Scan the records for "dereference". Show the matching lines.

======

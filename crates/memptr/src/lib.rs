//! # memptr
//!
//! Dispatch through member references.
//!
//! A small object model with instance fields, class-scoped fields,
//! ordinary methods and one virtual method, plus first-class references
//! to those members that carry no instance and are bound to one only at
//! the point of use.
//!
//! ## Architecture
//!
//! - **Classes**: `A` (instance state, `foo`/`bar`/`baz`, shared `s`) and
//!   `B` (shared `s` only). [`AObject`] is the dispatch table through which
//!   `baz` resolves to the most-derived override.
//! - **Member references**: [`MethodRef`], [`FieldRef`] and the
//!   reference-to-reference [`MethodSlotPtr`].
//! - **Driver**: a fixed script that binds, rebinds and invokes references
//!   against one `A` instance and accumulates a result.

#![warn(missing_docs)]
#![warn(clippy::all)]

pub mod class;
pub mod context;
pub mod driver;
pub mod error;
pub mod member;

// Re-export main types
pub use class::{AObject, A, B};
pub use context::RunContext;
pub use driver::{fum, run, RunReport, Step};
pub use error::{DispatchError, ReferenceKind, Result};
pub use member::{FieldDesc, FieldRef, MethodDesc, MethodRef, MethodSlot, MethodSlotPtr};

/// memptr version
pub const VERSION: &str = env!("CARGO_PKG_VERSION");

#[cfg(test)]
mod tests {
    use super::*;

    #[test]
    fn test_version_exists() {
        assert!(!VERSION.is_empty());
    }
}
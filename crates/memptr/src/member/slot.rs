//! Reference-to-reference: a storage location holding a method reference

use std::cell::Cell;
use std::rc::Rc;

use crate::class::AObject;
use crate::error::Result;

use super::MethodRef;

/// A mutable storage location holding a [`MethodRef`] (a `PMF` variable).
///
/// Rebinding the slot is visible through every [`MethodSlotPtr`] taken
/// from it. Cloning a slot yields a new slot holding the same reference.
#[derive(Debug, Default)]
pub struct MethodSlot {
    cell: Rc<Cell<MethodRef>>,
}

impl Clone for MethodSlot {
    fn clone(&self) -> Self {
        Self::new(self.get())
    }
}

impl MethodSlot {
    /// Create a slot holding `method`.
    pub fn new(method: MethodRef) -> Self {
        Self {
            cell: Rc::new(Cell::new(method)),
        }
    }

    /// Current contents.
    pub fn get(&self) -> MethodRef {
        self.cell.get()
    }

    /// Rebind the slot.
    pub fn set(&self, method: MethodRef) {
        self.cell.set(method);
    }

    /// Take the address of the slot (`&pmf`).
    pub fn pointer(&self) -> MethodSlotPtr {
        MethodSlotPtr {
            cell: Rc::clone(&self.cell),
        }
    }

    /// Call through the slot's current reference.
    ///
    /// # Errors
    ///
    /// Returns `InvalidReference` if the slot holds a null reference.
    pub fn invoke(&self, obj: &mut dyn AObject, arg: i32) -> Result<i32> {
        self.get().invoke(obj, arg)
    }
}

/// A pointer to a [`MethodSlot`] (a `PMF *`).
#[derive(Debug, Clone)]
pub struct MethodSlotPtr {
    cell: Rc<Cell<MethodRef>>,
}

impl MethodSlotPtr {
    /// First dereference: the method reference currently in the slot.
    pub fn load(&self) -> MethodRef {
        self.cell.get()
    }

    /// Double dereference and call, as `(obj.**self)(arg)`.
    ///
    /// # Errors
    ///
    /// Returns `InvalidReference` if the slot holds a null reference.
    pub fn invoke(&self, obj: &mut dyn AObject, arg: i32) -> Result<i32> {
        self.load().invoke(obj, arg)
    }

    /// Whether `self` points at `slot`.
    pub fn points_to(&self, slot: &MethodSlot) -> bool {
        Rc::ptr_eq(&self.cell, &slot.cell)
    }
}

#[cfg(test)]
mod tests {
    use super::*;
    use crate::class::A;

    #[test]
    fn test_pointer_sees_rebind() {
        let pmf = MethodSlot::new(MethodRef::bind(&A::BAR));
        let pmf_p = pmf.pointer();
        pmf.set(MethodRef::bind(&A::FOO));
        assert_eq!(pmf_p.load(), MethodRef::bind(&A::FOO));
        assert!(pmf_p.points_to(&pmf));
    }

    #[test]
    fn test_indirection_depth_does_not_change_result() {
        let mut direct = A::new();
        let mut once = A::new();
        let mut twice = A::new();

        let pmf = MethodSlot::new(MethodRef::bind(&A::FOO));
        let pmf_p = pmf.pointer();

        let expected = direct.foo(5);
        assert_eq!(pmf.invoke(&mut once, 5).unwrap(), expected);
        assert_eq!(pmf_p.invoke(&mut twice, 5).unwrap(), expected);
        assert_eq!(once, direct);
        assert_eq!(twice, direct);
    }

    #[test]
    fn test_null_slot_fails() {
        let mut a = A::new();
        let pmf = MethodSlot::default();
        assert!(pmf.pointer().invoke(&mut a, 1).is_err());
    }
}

======

▶ **Answer for this exercise**:
    /// First dereference: the method reference currently in the slot.
    /// Double dereference and call, as `(obj.**self)(arg)`.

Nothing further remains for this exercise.